About 99% of people can tolerate bananas without increasing heartburn risk, but about 1% of people suffering from heartburn may find bananas can irritate heartburn.
3. Melons
WebMD (4) suggests melons can also be considered a low acid fruit choice which may be good for those with heartburn.
Any variety of melons watermelon, cantaloupe or honey dew can be a good choice to get fruit in the diet without increasing acidic content in the stomach.
4. Oats and other whole grains
Oatmeal and other whole grain choices are not likely to increase risk for heartburn. Oatmeal can be a better alternative to sugary cereals in the morning which can be high in sugar and low in fiber.
Oatmeal’s high fiber content causes you to feel full long after you’re done eating. To get the maximum health benefit out of oatmeal, use plain oats (regular or quick) and add some low acid fruit on top to add some sweetness.
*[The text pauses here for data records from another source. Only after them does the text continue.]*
//! Append-only security event log.
//!
//! Every auth branch, success or failure, records an event here. The contract
//! is fire-and-forget: a failure to write the audit row must never abort the
//! primary operation, so `record` swallows store errors after logging them.

use anyhow::{Context, Result};
use serde_json::Value;
use sqlx::PgPool;
use tracing::{Instrument, warn};
use uuid::Uuid;

/// Event type names used across the auth core.
pub mod kinds {
    pub const LOGIN_SUCCESS: &str = "login_success";
    pub const LOGIN_FAILED: &str = "login_failed";
    pub const LOGIN_RATE_LIMITED: &str = "login_rate_limited";
    pub const ACCOUNT_LOCKED: &str = "account_locked";
    pub const ACCOUNT_UNLOCKED: &str = "account_unlocked";
    pub const DEVICE_REGISTERED: &str = "device_registered";
    pub const SESSION_REVOKED: &str = "session_revoked";
    pub const TOKEN_REFRESHED: &str = "token_refreshed";
    pub const TOKEN_REFRESH_FAILED: &str = "token_refresh_failed";
    pub const REFRESH_REUSE_DETECTED: &str = "refresh_reuse_detected";
    pub const LOGOUT: &str = "logout";
    pub const TWO_FACTOR_ISSUED: &str = "two_factor_issued";
    pub const TWO_FACTOR_VERIFIED: &str = "two_factor_verified";
    pub const TWO_FACTOR_FAILED: &str = "two_factor_failed";
    pub const TWO_FACTOR_EXHAUSTED: &str = "two_factor_exhausted";
}

#[derive(Clone, Copy, Debug, PartialEq, Eq)]
pub enum Severity {
    Info,
    Warning,
    Critical,
}

impl Severity {
    #[must_use]
    pub const fn as_str(self) -> &'static str {
        match self {
            Self::Info => "info",
            Self::Warning => "warning",
            Self::Critical => "critical",
        }
    }
}

#[derive(Debug)]
pub struct SecurityEvent<'a> {
    pub event_type: &'a str,
    pub severity: Severity,
    pub user_id: Option<Uuid>,
    pub context: Value,
}

impl<'a> SecurityEvent<'a> {
    #[must_use]
    pub fn new(event_type: &'a str, severity: Severity) -> Self {
        Self {
            event_type,
            severity,
            user_id: None,
            context: Value::Object(serde_json::Map::new()),
        }
    }

    #[must_use]
    pub fn with_user(mut self, user_id: Uuid) -> Self {
        self.user_id = Some(user_id);
        self
    }

    #[must_use]
    pub fn with_context(mut self, context: Value) -> Self {
        self.context = context;
        self
    }
}

/// Append an event. Never fails from the caller's perspective.
pub async fn record(pool: &PgPool, event: SecurityEvent<'_>) {
    if let Err(err) = insert_event(pool, &event).await {
        warn!(
            event_type = event.event_type,
            "failed to record security event: {err:#}"
        );
    }
}

async fn insert_event(pool: &PgPool, event: &SecurityEvent<'_>) -> Result<()> {
    let query = r"
        INSERT INTO security_events (user_id, event_type, severity, context)
        VALUES ($1, $2, $3, $4::jsonb)
    ";
    let span = tracing::info_span!(
        "db.query",
        db.system = "postgresql",
        db.operation = "INSERT",
        db.statement = query
    );
    sqlx::query(query)
        .bind(event.user_id)
        .bind(event.event_type)
        .bind(event.severity.as_str())
        .bind(event.context.to_string())
        .execute(pool)
        .instrument(span)
        .await
        .context("failed to insert security event")?;
    Ok(())
}

/// Mark an event resolved. Returns false when the event was missing or
/// already resolved.
///
/// # Errors
/// Returns an error if the update fails.
pub async fn resolve(pool: &PgPool, event_id: Uuid, resolved_by: &str) -> Result<bool> {
    let query = r"
        UPDATE security_events
        SET is_resolved = TRUE,
            resolved_by = $2
        WHERE id = $1
          AND NOT is_resolved
    ";
    let span = tracing::info_span!(
        "db.query",
        db.system = "postgresql",
        db.operation = "UPDATE",
        db.statement = query
    );
    let result = sqlx::query(query)
        .bind(event_id)
        .bind(resolved_by)
        .execute(pool)
        .instrument(span)
        .await
        .context("failed to resolve security event")?;
    Ok(result.rows_affected() > 0)
}

#[cfg(test)]
mod tests {
    use super::*;
    use serde_json::json;

    #[test]
    fn severity_strings_match_schema_constraint() {
        assert_eq!(Severity::Info.as_str(), "info");
        assert_eq!(Severity::Warning.as_str(), "warning");
        assert_eq!(Severity::Critical.as_str(), "critical");
    }

    #[test]
    fn builder_sets_fields() {
        let user_id = Uuid::new_v4();
        let event = SecurityEvent::new(kinds::LOGIN_FAILED, Severity::Warning)
            .with_user(user_id)
            .with_context(json!({"ip": "203.0.113.9"}));
        assert_eq!(event.event_type, "login_failed");
        assert_eq!(event.severity, Severity::Warning);
        assert_eq!(event.user_id, Some(user_id));
        assert_eq!(event.context["ip"], "203.0.113.9");
    }

    #[test]
    fn default_context_is_empty_object() {
        let event = SecurityEvent::new(kinds::LOGOUT, Severity::Info);
        assert!(event.user_id.is_none());
        assert_eq!(event.context, json!({}));
    }
}
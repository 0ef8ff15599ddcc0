//! Small helpers shared by the auth handlers.

use axum::http::{HeaderMap, header::AUTHORIZATION};
use regex::Regex;

/// Normalize an email for lookup and rate-limit keys.
pub(crate) fn normalize_email(email: &str) -> String {
    email.trim().to_lowercase()
}

/// Basic email format check on already-normalized input.
pub(crate) fn valid_email(email_normalized: &str) -> bool {
    Regex::new(r"^[^@\s]+@[^@\s]+\.[^@\s]+$").is_ok_and(|regex| regex.is_match(email_normalized))
}

/// Extract a client IP for rate limiting and audit from common proxy headers.
pub(crate) fn extract_client_ip(headers: &HeaderMap) -> Option<String> {
    let forwarded = headers
        .get("x-forwarded-for")
        .and_then(|value| value.to_str().ok())
        .and_then(|value| value.split(',').next())
        .map(str::trim)
        .filter(|value| !value.is_empty());
    if forwarded.is_some() {
        return forwarded.map(str::to_string);
    }
    headers
        .get("x-real-ip")
        .and_then(|value| value.to_str().ok())
        .map(str::trim)
        .filter(|value| !value.is_empty())
        .map(str::to_string)
}

pub(crate) fn user_agent(headers: &HeaderMap) -> Option<String> {
    headers
        .get("user-agent")
        .and_then(|value| value.to_str().ok())
        .map(str::to_string)
}

/// Pull the token out of an `Authorization: Bearer <token>` header.
pub(crate) fn extract_bearer_token(headers: &HeaderMap) -> Option<String> {
    let value = headers.get(AUTHORIZATION)?.to_str().ok()?;
    let trimmed = value.trim();
    let token = trimmed
        .strip_prefix("Bearer ")
        .or_else(|| trimmed.strip_prefix("bearer "))?
        .trim();
    if token.is_empty() {
        None
    } else {
        Some(token.to_string())
    }
}

#[cfg(test)]
mod tests {
    use super::*;
    use axum::http::HeaderValue;

    #[test]
    fn normalize_email_trims_and_lowercases() {
        assert_eq!(normalize_email(" Match@Amora.APP "), "match@amora.app");
    }

    #[test]
    fn valid_email_accepts_basic_format() {
        assert!(valid_email("a@example.com"));
        assert!(valid_email("first.last@amora.app"));
    }

    #[test]
    fn valid_email_rejects_missing_parts() {
        assert!(!valid_email("not-an-email"));
        assert!(!valid_email("missing-at.example.com"));
        assert!(!valid_email("missing-domain@"));
    }

    #[test]
    fn extract_client_ip_prefers_forwarded() {
        let mut headers = HeaderMap::new();
        headers.insert(
            "x-forwarded-for",
            HeaderValue::from_static("203.0.113.9, 10.0.0.1"),
        );
        headers.insert("x-real-ip", HeaderValue::from_static("198.51.100.1"));
        assert_eq!(extract_client_ip(&headers), Some("203.0.113.9".to_string()));
    }

    #[test]
    fn extract_client_ip_falls_back_to_real_ip() {
        let mut headers = HeaderMap::new();
        headers.insert("x-real-ip", HeaderValue::from_static("198.51.100.1"));
        assert_eq!(
            extract_client_ip(&headers),
            Some("198.51.100.1".to_string())
        );
    }

    #[test]
    fn extract_client_ip_none_when_missing() {
        assert_eq!(extract_client_ip(&HeaderMap::new()), None);
    }

    #[test]
    fn bearer_token_extraction_handles_case_and_whitespace() {
        let mut headers = HeaderMap::new();
        headers.insert(AUTHORIZATION, HeaderValue::from_static("Bearer  abc.def "));
        assert_eq!(extract_bearer_token(&headers), Some("abc.def".to_string()));

        let mut headers = HeaderMap::new();
        headers.insert(AUTHORIZATION, HeaderValue::from_static("bearer xyz"));
        assert_eq!(extract_bearer_token(&headers), Some("xyz".to_string()));
    }

    #[test]
    fn bearer_token_rejects_empty_or_missing() {
        assert_eq!(extract_bearer_token(&HeaderMap::new()), None);

        let mut headers = HeaderMap::new();
        headers.insert(AUTHORIZATION, HeaderValue::from_static("Bearer "));
        assert_eq!(extract_bearer_token(&headers), None);

        let mut headers = HeaderMap::new();
        headers.insert(AUTHORIZATION, HeaderValue::from_static("Basic dXNlcg=="));
        assert_eq!(extract_bearer_token(&headers), None);
    }
}
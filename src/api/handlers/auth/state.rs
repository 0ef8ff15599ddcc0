//! Shared auth state wired once at server startup.

use secrecy::SecretString;
use sqlx::PgPool;
use std::sync::Arc;

use crate::config::AuthConfig;
use crate::guard::{lockout::LockoutPolicy, rate_limit::LoginRateLimiter};
use crate::session::{SessionStore, device::DeviceTrustEngine};
use crate::token::TokenService;
use crate::twofactor::{TwoFactorService, delivery::CodeSender};

/// Every component the request handlers need, built from one pool, one
/// config, and one signing secret.
pub struct AuthState {
    config: Arc<AuthConfig>,
    tokens: TokenService,
    sessions: SessionStore,
    devices: DeviceTrustEngine,
    limiter: LoginRateLimiter,
    lockouts: LockoutPolicy,
    two_factor: TwoFactorService,
}

impl AuthState {
    #[must_use]
    pub fn new(
        pool: PgPool,
        config: Arc<AuthConfig>,
        jwt_secret: &SecretString,
        sender: Arc<dyn CodeSender>,
    ) -> Self {
        Self {
            tokens: TokenService::new(pool.clone(), config.clone(), jwt_secret),
            sessions: SessionStore::new(pool.clone(), config.clone()),
            devices: DeviceTrustEngine::new(pool.clone(), config.clone()),
            limiter: LoginRateLimiter::new(pool.clone(), config.clone()),
            lockouts: LockoutPolicy::new(pool.clone(), config.clone()),
            two_factor: TwoFactorService::new(pool, config.clone(), sender),
            config,
        }
    }

    #[must_use]
    pub fn config(&self) -> &AuthConfig {
        &self.config
    }

    #[must_use]
    pub fn tokens(&self) -> &TokenService {
        &self.tokens
    }

    #[must_use]
    pub fn sessions(&self) -> &SessionStore {
        &self.sessions
    }

    #[must_use]
    pub fn devices(&self) -> &DeviceTrustEngine {
        &self.devices
    }

    #[must_use]
    pub fn limiter(&self) -> &LoginRateLimiter {
        &self.limiter
    }

    #[must_use]
    pub fn lockouts(&self) -> &LockoutPolicy {
        &self.lockouts
    }

    #[must_use]
    pub fn two_factor(&self) -> &TwoFactorService {
        &self.two_factor
    }
}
Other whole grains like whole grain bread, brown rice, quinoa or whole wheat couscous can also be better choices for heartburn compared to white bread, rice or white pasta.
5. Lean meats
Choosing low fat proteins is key for reducing risk for heartburn. Choose lean cuts of meats such as chicken or turkey breast, lean pork loin or even lean beef cuts.
6. Fennel and green vegetables
Fennel is not common in Western diets, but it can be a delicious, heartburn friendly addition to your diet.
Fennel is considered a low acid vegetable, so it should be safe for most people who have heartburn.
An easy way to add fennel to your diet is to slice the bottom white part and put in with your salads. It can also be eaten just how it is for a crunchy, slightly licorice taste.
What foods should you avoid for heartburn?
The NIH (5) suggests restricting the following foods if you have heartburn.
Foods or drinks with caffeine
Caffeine may increase risk of heartburn in some people. Coffee and some teas can be obvious things to cut out, but chocolate products may also cause irritation because they can have caffeine.
Peppermint
Peppermint can be surprising because some heartburn supplements are mint flavor. However, the NIH suggests avoiding mint flavor if you have heartburn. Instead of drinking mint tea, drink ginger tea. If you want to add an herb that may help with heartburn, parsley may be a good choice.
Fatty or spicy foods
Fatty foods can make food sit in your stomach longer which may increase risk for heartburn. Therefore, choosing foods that are low in fat and with low fat cooking methods may be better tolerated for heartburn relief. Spicy foods may increase the stomach’s acid production which can also increase heartburn risk.
Tomato products
Tomatoes are relatively acidic, so cutting back on tomatoes and tomato based products may be helpful.
Alcohol
Lastly, alcohol may irritate heartburn symptoms. Therefore, cut or limit alcohol intake for lowering risk for heartburn.